News out of Victoria, British Columbia, 100 years ago today.

A lot of interesting stuff in the paper "today" and I am a bit late getting this up.

• Front page feature map of "Extreme Left in Western Theatre" where the Germans are still unable to push forward toward the French ports on the English Channel.
• Meanwhile on the Eastern Front, the Russians have the Germans and Austrians on the run.
• Enemy aliens in Canada are becoming a "hard problem" since they cannot find work because no one will hire them and they cannot leave the country because of travel restrictions. [The "solution" will be concentration camps and forced labour building things like Banff National Park.]
• British forces in the Pacific and Africa are taking over many German colonies, securing shipping and cutting off German supplies and communication.
• American insurance companies whining about having to pay out life insurance policies on dead soldiers.
• Gilbert and Sullivan revival at Royal Victoria theatre much anticipated. Photo of cast of "H.M.S. Pinafore" featured.
• Meanwhile "The Great Question" to play at the Pantages. "The Great Question" being, "Are society women who paint their faces and dress immodestly really to pitied if they are insulted in the streets?" [This, plus last week's black face minstrel act really brings home that the some things really have improved in the last hundred years.]
• Full page feature on "The Submarine" [too much to reproduce in full]
• Scenic photos of Salisbury Plain where Canadians are camped for training, including a picture of Stonehenge.
• Half page article by Sir Ernest Shackleton on the provisioning of his trans-Antarctic expedition.
• [Amazingly patronizing] Article on the "Eskimos and Indians" living in the far north.
• The usual excellent summary of the week's events in the children's section including several events I haven't already covered [and just imagine a children's section of a newspaper today starting out with "The death of the Marquis de San Giulano" and ending with "Not so much has been heard this week about cholera in Galicia."]
• And the ads that caught my eye.


The Daily Colonist, October 24, 1914

News out of Victoria, British Columbia, 100 years ago today.

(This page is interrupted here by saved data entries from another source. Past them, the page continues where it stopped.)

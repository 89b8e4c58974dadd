//! Record-backed cached objects: configuration, notes, remotes, submodules
//! and contributors.
//!
//! These kinds carry no behavior beyond their data, so they share one
//! object type, [`Record`], keyed by [`NamedRecord::record_name`].

use std::fmt;
use std::sync::{Arc, PoisonError, RwLock};

use replica_accessor::{ConfigParameterData, NoteData, RemoteData, SubmoduleData, UserData};
use replica_cache::{CacheObject, CollectionChange, Lifetime, MergeSummary, ObjectCollection};
use replica_events::EventStream;
use replica_types::User;

/// A data record that identifies itself by name.
pub trait NamedRecord: Clone + PartialEq + fmt::Debug + Send + Sync + 'static {
    fn record_name(&self) -> String;
}

impl NamedRecord for ConfigParameterData {
    fn record_name(&self) -> String {
        self.name.clone()
    }
}

impl NamedRecord for NoteData {
    /// Notes are keyed by the object they annotate.
    fn record_name(&self) -> String {
        self.object.to_hex()
    }
}

impl NamedRecord for RemoteData {
    fn record_name(&self) -> String {
        self.name.clone()
    }
}

impl NamedRecord for SubmoduleData {
    fn record_name(&self) -> String {
        self.name.clone()
    }
}

impl NamedRecord for UserData {
    fn record_name(&self) -> String {
        format!("{} <{}>", self.name, self.email)
    }
}

/// Cached object holding the latest record reported under its name.
pub struct Record<D> {
    name: String,
    lifetime: Lifetime,
    data: RwLock<D>,
}

impl<D: NamedRecord> Record<D> {
    fn new(data: D, capacity: usize) -> Self {
        Self {
            name: data.record_name(),
            lifetime: Lifetime::with_capacity(capacity),
            data: RwLock::new(data),
        }
    }

    pub fn data(&self) -> D {
        self.data
            .read()
            .unwrap_or_else(PoisonError::into_inner)
            .clone()
    }

    /// Returns `true` if the record changed.
    fn update(&self, data: D) -> bool {
        let mut current = self.data.write().unwrap_or_else(PoisonError::into_inner);
        if *current == data {
            return false;
        }
        *current = data;
        true
    }
}

impl<D: NamedRecord> CacheObject for Record<D> {
    fn name(&self) -> String {
        self.name.clone()
    }

    fn lifetime(&self) -> &Lifetime {
        &self.lifetime
    }
}

impl<D: NamedRecord> fmt::Debug for Record<D> {
    fn fmt(&self, f: &mut fmt::Formatter<'_>) -> fmt::Result {
        f.debug_struct("Record")
            .field("name", &self.name)
            .field("data", &self.data())
            .field("deleted", &self.lifetime.is_deleted())
            .finish()
    }
}

/// Name-keyed collection of [`Record`]s refreshed by merge.
pub struct RecordCollection<D> {
    objects: ObjectCollection<Record<D>>,
    capacity: usize,
}

pub type ConfigParameter = Record<ConfigParameterData>;
pub type ConfigParameters = RecordCollection<ConfigParameterData>;
pub type Note = Record<NoteData>;
pub type Notes = RecordCollection<NoteData>;
pub type Remote = Record<RemoteData>;
pub type Remotes = RecordCollection<RemoteData>;
pub type Submodule = Record<SubmoduleData>;
pub type Submodules = RecordCollection<SubmoduleData>;
pub type Contributor = Record<UserData>;
pub type Users = RecordCollection<UserData>;

impl<D: NamedRecord> RecordCollection<D> {
    pub fn new(capacity: usize) -> Self {
        Self {
            objects: ObjectCollection::with_capacity(capacity),
            capacity,
        }
    }

    pub fn collection(&self) -> &ObjectCollection<Record<D>> {
        &self.objects
    }

    pub fn try_get_item(&self, name: &str) -> Option<Arc<Record<D>>> {
        self.objects.try_get_item(name)
    }

    pub fn contains(&self, name: &str) -> bool {
        self.objects.contains(name)
    }

    pub fn names(&self) -> Vec<String> {
        self.objects.names()
    }

    pub fn count(&self) -> usize {
        self.objects.count()
    }

    pub fn is_empty(&self) -> bool {
        self.objects.is_empty()
    }

    /// Current records, ordered by name.
    pub fn records(&self) -> Vec<D> {
        self.objects.with_items(|items| items.map(|r| r.data()).collect())
    }

    pub fn subscribe_changes(&self) -> EventStream<CollectionChange> {
        self.objects.subscribe_changes()
    }

    /// Merge a freshly queried list. A name reported more than once keeps
    /// the last record.
    pub fn merge(&self, records: Vec<D>) -> MergeSummary {
        let capacity = self.capacity;
        self.objects.merge(
            records,
            D::record_name,
            |record, data| {
                record.update(data);
            },
            |data| Arc::new(Record::new(data, capacity)),
        )
    }
}

impl<D: NamedRecord> fmt::Debug for RecordCollection<D> {
    fn fmt(&self, f: &mut fmt::Formatter<'_>) -> fmt::Result {
        f.debug_struct("RecordCollection")
            .field("names", &self.names())
            .finish()
    }
}

impl RecordCollection<ConfigParameterData> {
    /// Effective value of a configuration key.
    pub fn value(&self, name: &str) -> Option<String> {
        self.try_get_item(name).map(|p| p.data().value)
    }

    /// `user.name` and `user.email`, when both are set.
    pub fn user_identity(&self) -> Option<User> {
        Some(User::new(self.value("user.name")?, self.value("user.email")?))
    }
}

impl Record<UserData> {
    pub fn user(&self) -> User {
        let data = self.data();
        User::new(data.name, data.email)
    }
}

• Headline "Little Ground Gained or Lost" sums up progress on the Western front. However, the article includes story of a foiled attempt to lead a British ammunition convoy into an ambush that is rather interesting.
• More praise for British troops from India, this time from the Italian foreign office in Berlin, who also go on to condemn "French black troops from Senegal" as "bloodthirsty".
• Two Sikhs arrested in Vancouver for "conspiring to procure persons to murder other persons".
• German aeroplanes chased away from Paris by French aeroplanes.
• Germans have developed a way to launch torpedoes from Zeppelins and plan to use the new technology in naval attacks on the North Sea.
• Details of the shoot-out with Sedro-Woolley bank robbers.
• Further negotiations to secure preferential lumber trade with Australia.


The Daily Colonist, October 23, 1914

News out of Victoria, British Columbia, 100 years ago today.

Heavy fighting continues on both fronts. Line on the Western front are largely unchanged. On the Eastern front Germans have been repulsed from Warsaw by Russians.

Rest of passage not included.